Technik soll ja eigentlich für den Menschen da sein und ihm das Leben erleichtern – nicht umgekehrt. Doch bereits heute müsse man feststellen, dass gerade die digitale Technologie „weniger unseren Bedürfnissen dient als wir den Bedürfnissen der Technologie“ – mit dramatischen Folgen für die Nutzer. Zu diesem Ergebnis kommt der Schweizer Physiker und Philosoph Eduard Kaeser. In einem Gastkommentar in der „Neuen Zürcher Zeitung“ stellt er dies beispielhaft an dem sozialen Netzwerk Facebook dar. Dies sei darauf ausgelegt, die Nutzer dauerhaft an sich zu binden, letztlich unmündig zu machen. „Selbst bei ausgeschalteten Geräten bleiben wir Menschen … nach wie vor auf ihren Gebrauch abgerichtet… Es gibt eigentlich nicht das ‚Ich‘ und die ‚Technologie‘, es gibt ein ‚Techno-Ich‘.“
Um diese Abhängigkeit zu erreichen, verhalte sich Facebook wie eine Ersatzreligion, so Kaeser. Dieser Vergleich dränge sich schon aufgrund der Zahl der täglichen Nutzer auf. Vor drei Jahren verkündete Facebook, es habe als erstes soziales Netzwerk die Zahl von einer Milliarde Mitgliedern erreicht. „Eine Dimension, die das Unternehmen in die Liga der Weltreligionen hebt: 2,2 Milliarden Christen, 1,6 Milliarden Muslime, 1 Milliarde Hindus.“
Auch jenseits der schieren Größe seien bei Facebook Mechanismen zu erkennen, die man sonst vor allem bei Religionen finden könne. So verkünde der Konzern etwa, er sei einer „Mission“ verpflichtet. Im Falle von Facebook laute diese: „Jedem eine Stimme geben, das gegenseitige Verständnis fördern, Teilnahme aller an den Segnungen moderner Technologie“. Unterschwellig wirkten laut Kaeser zudem Mechanismen, die der Philosoph Friedrich Nietzsche bereits vor 130 Jahren beschrieben hat. Wer einer „Herde“ wie Facebook beitrete – Nietzsche bezog sich damals religionskritisch auf das Christentum –, werde Teil eines „Wir“, könne sich stark, sicher und erhaben fühlen. Doch für diese Wirkung zahle man immer auch den Preis des „Selbstverlusts“. Ein anderes Leben als in der „Community“ werde „immer undenkbarer“.
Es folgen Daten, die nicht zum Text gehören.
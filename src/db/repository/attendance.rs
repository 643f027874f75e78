//! Attendance repository

use chrono::{NaiveDate, Utc};
use surrealdb::Surreal;
use surrealdb::engine::local::Db;

use super::{BaseRepository, CountRow, RepoError, RepoResult, record_key};
use crate::common::PageParams;
use crate::db::models::{Attendance, AttendanceUpdate};

const TABLE: &str = "attendance";

#[derive(Debug, Default)]
pub struct AttendanceFilter {
    pub employee: Option<String>,
    pub from: Option<NaiveDate>,
    pub to: Option<NaiveDate>,
}

#[derive(Clone)]
pub struct AttendanceRepository {
    base: BaseRepository,
}

impl AttendanceRepository {
    pub fn new(db: Surreal<Db>) -> Self {
        Self {
            base: BaseRepository::new(db),
        }
    }

    pub async fn find_page(
        &self,
        filter: AttendanceFilter,
        params: PageParams,
    ) -> RepoResult<(Vec<Attendance>, u64)> {
        let mut clauses: Vec<&str> = Vec::new();
        if filter.employee.is_some() {
            clauses.push("employee = type::thing('employee', $employee)");
        }
        if filter.from.is_some() {
            clauses.push("date >= $from");
        }
        if filter.to.is_some() {
            clauses.push("date <= $to");
        }
        let where_sql = if clauses.is_empty() {
            String::new()
        } else {
            format!(" WHERE {}", clauses.join(" AND "))
        };

        let sql = format!(
            "SELECT * FROM attendance{w} ORDER BY date DESC LIMIT $limit START $start;
             SELECT count() AS total FROM attendance{w} GROUP ALL;",
            w = where_sql
        );

        let mut query = self
            .base
            .db()
            .query(sql)
            .bind(("limit", params.limit))
            .bind(("start", params.start()));
        if let Some(employee) = filter.employee {
            query = query.bind(("employee", record_key("employee", &employee).to_string()));
        }
        if let Some(from) = filter.from {
            query = query.bind(("from", from));
        }
        if let Some(to) = filter.to {
            query = query.bind(("to", to));
        }

        let mut result = query.await?;
        let records: Vec<Attendance> = result.take(0)?;
        let total: Option<CountRow> = result.take(1)?;
        Ok((records, total.map(|t| t.total).unwrap_or(0)))
    }

    /// The single record for an employee on a given day, if any
    pub async fn find_for_day(
        &self,
        employee: &str,
        date: NaiveDate,
    ) -> RepoResult<Option<Attendance>> {
        let mut result = self
            .base
            .db()
            .query(
                "SELECT * FROM attendance
                 WHERE employee = type::thing('employee', $employee) AND date = $date
                 LIMIT 1",
            )
            .bind(("employee", record_key("employee", employee).to_string()))
            .bind(("date", date))
            .await?;
        let record: Option<Attendance> = result.take(0)?;
        Ok(record)
    }

    pub async fn create(&self, attendance: Attendance) -> RepoResult<Attendance> {
        let created: Option<Attendance> =
            self.base.db().create(TABLE).content(attendance).await?;
        created.ok_or_else(|| RepoError::Database("attendance insert returned nothing".into()))
    }

    /// Close an open record with the check-out time and derived hours
    pub async fn close(
        &self,
        id: &str,
        check_out: chrono::DateTime<Utc>,
        total_hours: f64,
    ) -> RepoResult<Option<Attendance>> {
        let key = record_key(TABLE, id).to_string();
        let mut result = self
            .base
            .db()
            .query(
                "UPDATE type::thing('attendance', $id)
                 SET check_out = $check_out, total_hours = $total_hours, updated_at = $now
                 RETURN AFTER",
            )
            .bind(("id", key))
            .bind(("check_out", check_out))
            .bind(("total_hours", total_hours))
            .bind(("now", Utc::now()))
            .await?;
        let record: Option<Attendance> = result.take(0)?;
        Ok(record)
    }

    pub async fn find_by_id(&self, id: &str) -> RepoResult<Option<Attendance>> {
        let record: Option<Attendance> =
            self.base.db().select((TABLE, record_key(TABLE, id))).await?;
        Ok(record)
    }

    pub async fn update(
        &self,
        id: &str,
        mut patch: AttendanceUpdate,
    ) -> RepoResult<Option<Attendance>> {
        patch.updated_at = Some(Utc::now());
        let updated: Option<Attendance> = self
            .base
            .db()
            .update((TABLE, record_key(TABLE, id)))
            .merge(patch)
            .await?;
        Ok(updated)
    }

    pub async fn delete(&self, id: &str) -> RepoResult<Option<Attendance>> {
        let deleted: Option<Attendance> =
            self.base.db().delete((TABLE, record_key(TABLE, id))).await?;
        Ok(deleted)
    }
}
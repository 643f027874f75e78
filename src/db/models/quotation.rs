//! Quotation model

use chrono::{DateTime, Utc};
use serde::{Deserialize, Serialize};
use surrealdb::RecordId;
use validator::Validate;

use super::line_item::LineItem;
use super::serde_helpers;

#[derive(Debug, Clone, Copy, PartialEq, Eq, Serialize, Deserialize)]
#[serde(rename_all = "snake_case")]
pub enum QuotationStatus {
    Draft,
    Sent,
    Accepted,
    Rejected,
    Expired,
    Converted,
}

impl QuotationStatus {
    /// Only draft or sent quotations may be accepted or rejected
    pub fn is_open(&self) -> bool {
        matches!(self, QuotationStatus::Draft | QuotationStatus::Sent)
    }
}

/// Quotation
///
/// Totals follow the same per-line formula as invoices.
#[derive(Debug, Clone, Serialize, Deserialize)]
pub struct Quotation {
    #[serde(
        default,
        skip_serializing_if = "Option::is_none",
        with = "serde_helpers::option_record_id"
    )]
    pub id: Option<RecordId>,
    pub quote_number: String,
    #[serde(
        default,
        skip_serializing_if = "Option::is_none",
        with = "serde_helpers::option_record_id"
    )]
    pub customer: Option<RecordId>,
    #[serde(
        default,
        skip_serializing_if = "Option::is_none",
        with = "serde_helpers::option_record_id"
    )]
    pub opportunity: Option<RecordId>,
    pub status: QuotationStatus,
    pub items: Vec<LineItem>,
    pub subtotal: f64,
    pub discount_total: f64,
    pub tax_total: f64,
    pub total_amount: f64,
    #[serde(default)]
    pub valid_until: Option<DateTime<Utc>>,
    #[serde(default)]
    pub notes: Option<String>,
    #[serde(
        default,
        skip_serializing_if = "Option::is_none",
        with = "serde_helpers::option_record_id"
    )]
    pub created_by: Option<RecordId>,
    pub created_at: DateTime<Utc>,
    pub updated_at: DateTime<Utc>,
}

/// POST /api/quotations
#[derive(Debug, Deserialize, Validate)]
pub struct QuotationCreate {
    pub customer: Option<String>,
    pub opportunity: Option<String>,
    #[serde(default = "default_status")]
    pub status: QuotationStatus,
    #[validate(length(min = 1), nested)]
    pub items: Vec<LineItem>,
    pub valid_until: Option<DateTime<Utc>>,
    pub notes: Option<String>,
}

fn default_status() -> QuotationStatus {
    QuotationStatus::Draft
}

/// PUT /api/quotations/{id}
#[derive(Debug, Deserialize, Validate)]
pub struct QuotationUpdate {
    pub status: Option<QuotationStatus>,
    #[validate(length(min = 1), nested)]
    pub items: Option<Vec<LineItem>>,
    pub valid_until: Option<DateTime<Utc>>,
    pub notes: Option<String>,
}
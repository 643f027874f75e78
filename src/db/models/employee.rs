//! Employee model

use chrono::{DateTime, NaiveDate, Utc};
use serde::{Deserialize, Serialize};
use surrealdb::RecordId;
use validator::Validate;

use super::serde_helpers;

#[derive(Debug, Clone, Copy, PartialEq, Eq, Serialize, Deserialize)]
#[serde(rename_all = "snake_case")]
pub enum EmployeeStatus {
    Active,
    OnLeave,
    Terminated,
}

/// Employee record
///
/// `employee_id` is the human-facing identifier (`EMP001`, ...) from the
/// atomic counter. `user` links the login account when one was provisioned.
#[derive(Debug, Clone, Serialize, Deserialize)]
pub struct Employee {
    #[serde(
        default,
        skip_serializing_if = "Option::is_none",
        with = "serde_helpers::option_record_id"
    )]
    pub id: Option<RecordId>,
    pub employee_id: String,
    #[serde(
        default,
        skip_serializing_if = "Option::is_none",
        with = "serde_helpers::option_record_id"
    )]
    pub user: Option<RecordId>,
    pub first_name: String,
    pub last_name: String,
    pub email: String,
    #[serde(default)]
    pub phone: Option<String>,
    #[serde(
        default,
        skip_serializing_if = "Option::is_none",
        with = "serde_helpers::option_record_id"
    )]
    pub department: Option<RecordId>,
    #[serde(default)]
    pub designation: Option<String>,
    pub join_date: NaiveDate,
    pub salary: f64,
    pub status: EmployeeStatus,
    pub created_at: DateTime<Utc>,
    pub updated_at: DateTime<Utc>,
}

/// POST /api/hr/employees
///
/// With `password` set, a login user is created in the same transaction as
/// the employee; `user_role` defaults to `support`.
#[derive(Debug, Deserialize, Validate)]
pub struct EmployeeCreate {
    #[validate(length(min = 1, max = 100))]
    pub first_name: String,
    #[validate(length(min = 1, max = 100))]
    pub last_name: String,
    #[validate(email)]
    pub email: String,
    pub phone: Option<String>,
    pub department: Option<String>,
    pub designation: Option<String>,
    pub join_date: NaiveDate,
    #[validate(range(min = 0.0))]
    pub salary: f64,
    #[serde(default = "default_status")]
    pub status: EmployeeStatus,
    /// Optional login provisioning
    #[validate(length(min = 6, max = 128))]
    pub password: Option<String>,
    pub user_role: Option<crate::auth::Role>,
}

fn default_status() -> EmployeeStatus {
    EmployeeStatus::Active
}

/// PUT /api/hr/employees/{id}
#[derive(Debug, Serialize, Deserialize, Validate)]
pub struct EmployeeUpdate {
    #[serde(skip_serializing_if = "Option::is_none")]
    #[validate(length(min = 1, max = 100))]
    pub first_name: Option<String>,
    #[serde(skip_serializing_if = "Option::is_none")]
    #[validate(length(min = 1, max = 100))]
    pub last_name: Option<String>,
    #[serde(skip_serializing_if = "Option::is_none")]
    pub phone: Option<String>,
    #[serde(skip_serializing_if = "Option::is_none")]
    pub designation: Option<String>,
    #[serde(skip_serializing_if = "Option::is_none")]
    #[validate(range(min = 0.0))]
    pub salary: Option<f64>,
    #[serde(skip_serializing_if = "Option::is_none")]
    pub status: Option<EmployeeStatus>,
    #[serde(skip_deserializing, skip_serializing_if = "Option::is_none")]
    pub updated_at: Option<DateTime<Utc>>,
}
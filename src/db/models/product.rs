//! Product catalog model

use chrono::{DateTime, Utc};
use serde::{Deserialize, Serialize};
use surrealdb::RecordId;
use validator::Validate;

use super::serde_helpers;

/// Catalog product
#[derive(Debug, Clone, Serialize, Deserialize)]
pub struct Product {
    #[serde(
        default,
        skip_serializing_if = "Option::is_none",
        with = "serde_helpers::option_record_id"
    )]
    pub id: Option<RecordId>,
    pub name: String,
    pub sku: String,
    #[serde(default)]
    pub description: Option<String>,
    #[serde(default)]
    pub category: Option<String>,
    pub price: f64,
    #[serde(default)]
    pub cost: Option<f64>,
    pub stock_quantity: i64,
    #[serde(default)]
    pub unit: Option<String>,
    pub is_active: bool,
    pub created_at: DateTime<Utc>,
    pub updated_at: DateTime<Utc>,
}

/// POST /api/products
#[derive(Debug, Deserialize, Validate)]
pub struct ProductCreate {
    #[validate(length(min = 1, max = 200))]
    pub name: String,
    #[validate(length(min = 1, max = 64))]
    pub sku: String,
    pub description: Option<String>,
    pub category: Option<String>,
    #[validate(range(min = 0.0, max = 1_000_000.0))]
    pub price: f64,
    #[validate(range(min = 0.0, max = 1_000_000.0))]
    pub cost: Option<f64>,
    #[serde(default)]
    #[validate(range(min = 0))]
    pub stock_quantity: i64,
    pub unit: Option<String>,
    #[serde(default = "default_active")]
    pub is_active: bool,
}

fn default_active() -> bool {
    true
}

/// PUT /api/products/{id}
#[derive(Debug, Serialize, Deserialize, Validate)]
pub struct ProductUpdate {
    #[serde(skip_serializing_if = "Option::is_none")]
    #[validate(length(min = 1, max = 200))]
    pub name: Option<String>,
    #[serde(skip_serializing_if = "Option::is_none")]
    pub description: Option<String>,
    #[serde(skip_serializing_if = "Option::is_none")]
    pub category: Option<String>,
    #[serde(skip_serializing_if = "Option::is_none")]
    #[validate(range(min = 0.0, max = 1_000_000.0))]
    pub price: Option<f64>,
    #[serde(skip_serializing_if = "Option::is_none")]
    #[validate(range(min = 0.0, max = 1_000_000.0))]
    pub cost: Option<f64>,
    #[serde(skip_serializing_if = "Option::is_none")]
    #[validate(range(min = 0))]
    pub stock_quantity: Option<i64>,
    #[serde(skip_serializing_if = "Option::is_none")]
    pub unit: Option<String>,
    #[serde(skip_serializing_if = "Option::is_none")]
    pub is_active: Option<bool>,
    #[serde(skip_deserializing, skip_serializing_if = "Option::is_none")]
    pub updated_at: Option<DateTime<Utc>>,
}
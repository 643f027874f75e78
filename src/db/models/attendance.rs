//! Attendance model

use chrono::{DateTime, NaiveDate, Utc};
use serde::{Deserialize, Serialize};
use surrealdb::RecordId;
use validator::Validate;

use super::serde_helpers;

#[derive(Debug, Clone, Copy, PartialEq, Eq, Serialize, Deserialize)]
#[serde(rename_all = "snake_case")]
pub enum AttendanceStatus {
    Present,
    Absent,
    HalfDay,
    Leave,
}

/// One attendance record per employee per calendar day
///
/// The (employee, date) pair is unique; check-in creates the record,
/// check-out closes it and derives `total_hours`.
#[derive(Debug, Clone, Serialize, Deserialize)]
pub struct Attendance {
    #[serde(
        default,
        skip_serializing_if = "Option::is_none",
        with = "serde_helpers::option_record_id"
    )]
    pub id: Option<RecordId>,
    #[serde(with = "serde_helpers::record_id")]
    pub employee: RecordId,
    pub date: NaiveDate,
    #[serde(default)]
    pub check_in: Option<DateTime<Utc>>,
    #[serde(default)]
    pub check_out: Option<DateTime<Utc>>,
    #[serde(default)]
    pub total_hours: Option<f64>,
    pub status: AttendanceStatus,
    pub created_at: DateTime<Utc>,
    pub updated_at: DateTime<Utc>,
}

#[derive(Debug, Clone, Copy, PartialEq, Eq, Serialize, Deserialize)]
#[serde(rename_all = "snake_case")]
pub enum CheckDirection {
    In,
    Out,
}

/// POST /api/hr/attendance/check
#[derive(Debug, Deserialize, Validate)]
pub struct CheckRequest {
    #[validate(length(min = 1))]
    pub employee: String,
    pub direction: CheckDirection,
}

/// POST /api/hr/attendance
///
/// Manual record entry, used for backfilling absences and half days.
#[derive(Debug, Deserialize, Validate)]
pub struct AttendanceCreate {
    #[validate(length(min = 1))]
    pub employee: String,
    pub date: NaiveDate,
    pub check_in: Option<DateTime<Utc>>,
    pub check_out: Option<DateTime<Utc>>,
    pub total_hours: Option<f64>,
    #[serde(default = "default_status")]
    pub status: AttendanceStatus,
}

fn default_status() -> AttendanceStatus {
    AttendanceStatus::Present
}

/// PUT /api/hr/attendance/{id}
#[derive(Debug, Serialize, Deserialize)]
pub struct AttendanceUpdate {
    #[serde(skip_serializing_if = "Option::is_none")]
    pub check_in: Option<DateTime<Utc>>,
    #[serde(skip_serializing_if = "Option::is_none")]
    pub check_out: Option<DateTime<Utc>>,
    #[serde(skip_serializing_if = "Option::is_none")]
    pub total_hours: Option<f64>,
    #[serde(skip_serializing_if = "Option::is_none")]
    pub status: Option<AttendanceStatus>,
    #[serde(skip_deserializing, skip_serializing_if = "Option::is_none")]
    pub updated_at: Option<DateTime<Utc>>,
}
Ein erster aufklärerischer Schritt, um aus der selbstverschuldeten Unmündigkeit herauszutreten, sei es, sich vor Augen zu führen, dass Facebook „ein knallhartes Technologieunternehmen“ ist, das die Daten seiner Mitglieder bis ins Kleinste auswertet. Als Nutzer, als „Facebook-Schaf“, sei man in erster Linie „Daten-Scheißer“, meint Eduard Kaeser abschätzig.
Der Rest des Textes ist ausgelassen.